Linear Functions and Models

Graphing Discrete Data

- We can graph the points and see if they are linear.
- Enter the data from example 1 into L1 and L2
- Stat
- Edit
- Enter the data…if there is already data in your lists you can more the cursor to the very top (on L1) and press clear enter. This will clear the list.
- Turn Stat plot on
- Press 2nd y= (stat plot)
- Select 1
- Select on
- Type: first option, this is the scatter plot
- Graph the scatter plot
- Zoom
- Zoomstat – this changes the window to values that are best for your set of data, without us having to pick the best window

Graphing Discrete Data

- Check by graphing the equation as well
- Put the equation into y1
- Press trace or graph
- The line should go through all of the points
- When you are done using the stat plot option go to stat plot and choose 4:plots off enter. This will shut off the statplots.
- To change your window back to standard –10-10 press zoom, zoom standard

The Regression Line

- The Regression Line
- Also called the least-squares fit
- Approximate model for functions
- Uses of the regression line
- Finding slope…tells us how the data values are changing.
- Analyzing trends
- Predicting the future (not always accurate)
- Shows linear trend of the data

Linear Regression Line

- Enter data into L1 and L2
- Plot the scatter plot
- Go to stat
- Calc
- LinReg(a + bx)
- Enter
- Enter
- a = slope, b = y-intercept
- Graph with the points to see how close it is.

Linear Equations

- If the equation has a constant rate of change then it is a line.
- Linear functions are formulas for graphing straight lines.
- Slope intercept form: y = mx + b
- Standard form: ax + by = c, a and b are both integers, a>0

Writing equations- given slope and initial value

- The initial value is when x = 0, which happens to be the y-intercept (b)
- Use y = mx + b
- Initial value of 35, slope of ½
- A phone company charges a flat fee of $29.99 plus $0.05 a minute.

Example

- A local school is going on a field trip. The cost is $130 for the bus and an additional $2 per child.
- Write a formula for the linear function that models the cost for n children.
- How much is it for 15 children to attend?

Equations of Lines

Point-Slope Form

- Given point, (a, b), and slope, m, the equation can be found using the formula

y – b = m(x – a).

This is called the point-slope form of the line.

Examples

- Find the equation of the line passing through the given point with the given slope. Write your answer in point slope form.
- (6, 12), m = –1/3
- (1, -4), m = 1/3

Examples

- Find the equation of the line passing through the given points. Use the first point as (x1,y1) and write your answer in point slope form.
- (-2,3), (1,0)
- (-1,2), (-2,-3)

Slope-Intercept Form of a Line

- Slope Intercept form of a line:
- y = mx + b
- m = slope
- b= y-intercept

Writing equations- given slope and a point

- Find the equation of each line in point slope form and in slope-intercept form.
- (2,3) m = ½
- (-3, 5) m = 2
- (-8, 7) m = -3/2

Intercepts

- Horizontal Intercept- where the line crosses the x axis
- This can be found by letting y = 0
- Vertical Intercept- where the line crosses the y axis
- This can be found by letting x = 0.

Examples

- Locate the x- and y-intercepts on the following lines.
- -3x – 5y = 15
- (2/3)y – x = 1

Horizontal and Vertical Lines

- An equation of the horizontal line with y-intercept b is y = b.
- An equation of the vertical line with x-intercept k is x = k.

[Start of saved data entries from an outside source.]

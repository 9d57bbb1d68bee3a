//! BlueSense - BLE GATT sessions for a fixed sensor/counter profile
//!
//! This library implements the central and peripheral halves of a GATT
//! session against a known pair of services: an environmental-sensing
//! service (temperature + humidity) and a counter service (counter value +
//! control switch). The radio itself is not part of the crate; a platform
//! driver implements the [`LinkLayer`] trait and feeds [`LinkEvent`]s into
//! the session objects, which run the scan/connect/discover/serve state
//! machines and route data-plane traffic through owner-supplied callbacks.

pub mod adv;
pub mod error;
pub mod gap;
pub mod gatt;
pub mod link;
pub mod uuid;

// Re-export common types for convenience
pub use adv::{advertising_payload, decode_name, decode_services};
pub use error::LinkError;
pub use gap::{AddressType, AdvKind, BdAddr};
pub use gatt::{
    CentralError, CharacteristicHandles, CharacteristicProps, GattCentral, GattPeripheral,
    NotifyChannel, PeerIdentity, PeripheralError, ServiceRange, SessionState,
};
pub use link::{ConnHandle, LinkEvent, LinkLayer};
pub use uuid::Uuid;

Find the equation of the line satisfying the conditions:

- Vertical passing through (1.95, 10.7)
- Horizontal passing through (1.95, 10.7)

Parallel and Perpendicular Lines

- Parallel lines have the same slope. (They are changing at the same rate)
- Slopes of perpendicular lines are negative reciprocals of one other.
- Ex: ½ and -2; 2/3 and -3/2; -5 and 1/5

For each of the following pairs of lines, determine whether the lines are parallel, perpendicular or neither.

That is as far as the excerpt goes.